Even though Japan continues to have the highest life expectancy in the world, it is on track to be outpaced by other long-lived countries, like Sweden (which has high male and female life expectancy) and Italy and Australia (with high male life expectancy). Researchers believe that relatively high rates tobacco use, changes in diet that have raised body-mass index, and the rising rate of suicide are contributing to Japan’s slowing declines in rates of adult mortality.

“If recent trends continue, other nations are likely to achieve lower rates of adult mortality than Japan,” said Professor Christopher Murray of the Institute for Health Metrics and Evaluation, University of Washington, Seattle. He added that Japan’s universal health care system may not be sufficiently nimble enough to address mounting 21st-century health problems. “In an era of economic stagnation, political turmoil, aging populations and inadequate tobacco control, Japan does not seem to be effective in addressing its new set of health challenges. It will take more than universal access to a low-spending, high-volume health system to tackle these challenges.”

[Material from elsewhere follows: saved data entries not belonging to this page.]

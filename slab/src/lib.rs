//! Per-CPU slab cache of free objects.
//!
//! This crate provides the hot data structure at the heart of a per-CPU
//! caching allocator: a fixed-footprint, LIFO stash of object pointers
//! partitioned by logical CPU and by size class. Every thread-local
//! allocation and deallocation hits it first; correctness hinges on the
//! fast paths being atomic with respect to thread preemption and migration
//! between CPUs.
//!
//! # Architecture
//!
//! ```text
//! +--------------------------------------------------------------+
//! |                     PerCpuSlab<CLASSES>                      |
//! |                                                              |
//! |  slabs_and_shift: (region ptr | shift) in one atomic word    |
//! |                                                              |
//! |  backing region, num_cpus << shift bytes                     |
//! |  +--------------------------+--------------------------+    |
//! |  | CPU 0 region (1<<shift)  | CPU 1 region (1<<shift)  | .. |
//! |  | +----------------------+ |                          |    |
//! |  | | CLASSES headers      | |   headers: 64-bit packed |    |
//! |  | | {cur,endcp,begin,end}| |   {current, end_copy,    |    |
//! |  | +----------------------+ |    begin, end} offsets   |    |
//! |  | | pointer slot arena   | |                          |    |
//! |  | | [sentinel][class 0 ] | |   one sentinel slot per  |    |
//! |  | | [sentinel][class 1 ] | |   nonempty class for     |    |
//! |  | | ...                  | |   pop's prefetch         |    |
//! |  | +----------------------+ |                          |    |
//! |  +--------------------------+--------------------------+    |
//! +--------------------------------------------------------------+
//! ```
//!
//! Push, pop, and the batched variants run inside a single-CPU atomic
//! section (see [`cpu`]): they commit only while attributed to one CPU, or
//! abort with no effect. Grow and shrink adjust capacity with an on-CPU
//! header CAS. Drain, shrink-other, and resize quiesce a CPU by writing
//! the lock pattern into its headers and fencing, then work serially.
//!
//! Size-class selection, central free lists, and the surrounding allocator
//! are out of scope; they appear as the overflow/underflow/drain/shrink
//! handlers the slab calls at its boundary.
//!
//! # Example
//!
//! ```ignore
//! use percpu_slab::{arena, PerCpuSlab, Shift, VirtualCpuMode};
//!
//! let region = arena::SlabsAllocation::allocate(total)?;
//! let slab = PerCpuSlab::<8>::init(
//!     |size, _align| arena::SlabsAllocation::allocate(size).unwrap().into_raw().0,
//!     |size_class| 2048,
//!     Shift::new(18)?,
//!     VirtualCpuMode::Physical,
//! )?;
//!
//! let cpu = slab.current_cpu();
//! slab.init_cpu(cpu, |size_class| 2048);
//! slab.grow(cpu, size_class, 64, |_shift| 2048);
//! slab.push(size_class, ptr, |cpu, size_class, item| { /* overflow */ -1 });
//! let item = slab.pop(size_class, |cpu, size_class| std::ptr::null_mut());
//! ```

#![warn(missing_docs)]
#![warn(clippy::all)]

pub mod arena;
mod config;
pub mod cpu;
mod error;
mod header;
mod layout;
mod metrics;
mod slab;
mod sync;

pub use config::{Shift, VirtualCpuMode, FIXED_SHIFT, PAGE_ALIGN, SLABS_PTR_ALIGN};
pub use error::{SlabError, SlabResult};
pub use metrics::{MetadataUsage, SlabMetrics};
pub use slab::PerCpuSlab;

/// Overflow handler that declines the item: push reports failure.
pub fn noop_overflow(_cpu: i32, _size_class: usize, _item: *mut u8) -> i32 {
    -1
}

/// Underflow handler that supplies nothing: pop reports null.
pub fn noop_underflow(_cpu: i32, _size_class: usize) -> *mut u8 {
    std::ptr::null_mut()
}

Physical illness is not the only drag on the country’s life expectancy: more than 30,000 Japanese people take their own lives each year, perhaps the continuing aftereffect of the 1997 financial crisis. Given the suicide rate’s close association with unemployment rates, said Professor Yutaka Motohashi from the Department of Public Health, Akita University Graduate School of Medicine in Japan, “It seems likely that this negative socioeconomic background is associated with the suicide trend in Japan.”

Still, the biggest health challenge facing the Japanese are related to lifestyle factors like cigarette smoking, obesity and uncontrolled blood pressure — all of which contribute to chronic health problems that tax the public health care system. That system is already strained by the demands of an aging populace — 23% of the Japanese population is aged 65 years or older, a proportion that is projected to grow to 40% by 2050 — and by injuries associated with recent natural disasters, such as the March 2011 earthquake.

The Lancet studies offer insight into how every country must understand and adapt to its own population’s unique health challenges — especially as those challenges evolve through generations.